Begin with the line that holds "chain id: the". Output it and all remaining lines of the material, verbatim, ending with the last.

*** Begin section ***

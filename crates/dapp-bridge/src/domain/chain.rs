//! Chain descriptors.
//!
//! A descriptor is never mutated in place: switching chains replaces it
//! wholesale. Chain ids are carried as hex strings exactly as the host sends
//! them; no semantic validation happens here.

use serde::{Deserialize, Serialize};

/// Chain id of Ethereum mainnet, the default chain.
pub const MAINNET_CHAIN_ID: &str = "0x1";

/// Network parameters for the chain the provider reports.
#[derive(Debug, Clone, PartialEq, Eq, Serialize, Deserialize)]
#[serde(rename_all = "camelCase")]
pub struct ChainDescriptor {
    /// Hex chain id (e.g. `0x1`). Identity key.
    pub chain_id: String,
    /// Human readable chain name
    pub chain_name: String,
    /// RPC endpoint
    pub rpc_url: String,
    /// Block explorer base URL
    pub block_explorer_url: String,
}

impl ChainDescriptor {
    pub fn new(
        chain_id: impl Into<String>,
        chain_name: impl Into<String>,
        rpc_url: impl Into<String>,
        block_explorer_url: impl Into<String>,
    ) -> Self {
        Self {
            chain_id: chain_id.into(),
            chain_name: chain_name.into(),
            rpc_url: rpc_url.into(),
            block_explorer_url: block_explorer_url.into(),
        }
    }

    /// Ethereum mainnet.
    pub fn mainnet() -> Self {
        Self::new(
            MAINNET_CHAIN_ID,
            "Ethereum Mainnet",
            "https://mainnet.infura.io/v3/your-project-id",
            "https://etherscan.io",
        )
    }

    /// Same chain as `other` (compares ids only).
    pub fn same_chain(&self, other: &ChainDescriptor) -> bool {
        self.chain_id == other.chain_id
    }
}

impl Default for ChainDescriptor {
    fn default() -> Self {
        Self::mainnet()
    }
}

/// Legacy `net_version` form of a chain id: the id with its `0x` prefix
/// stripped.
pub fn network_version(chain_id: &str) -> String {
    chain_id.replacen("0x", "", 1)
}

*** End section ***

* _SOLVED EXERCISE_
/// Legacy `net_version` form of a chain id: the id with its `0x` prefix
/// stripped.
pub fn network_version(chain_id: &str) -> String {
    chain_id.replacen("0x", "", 1)
}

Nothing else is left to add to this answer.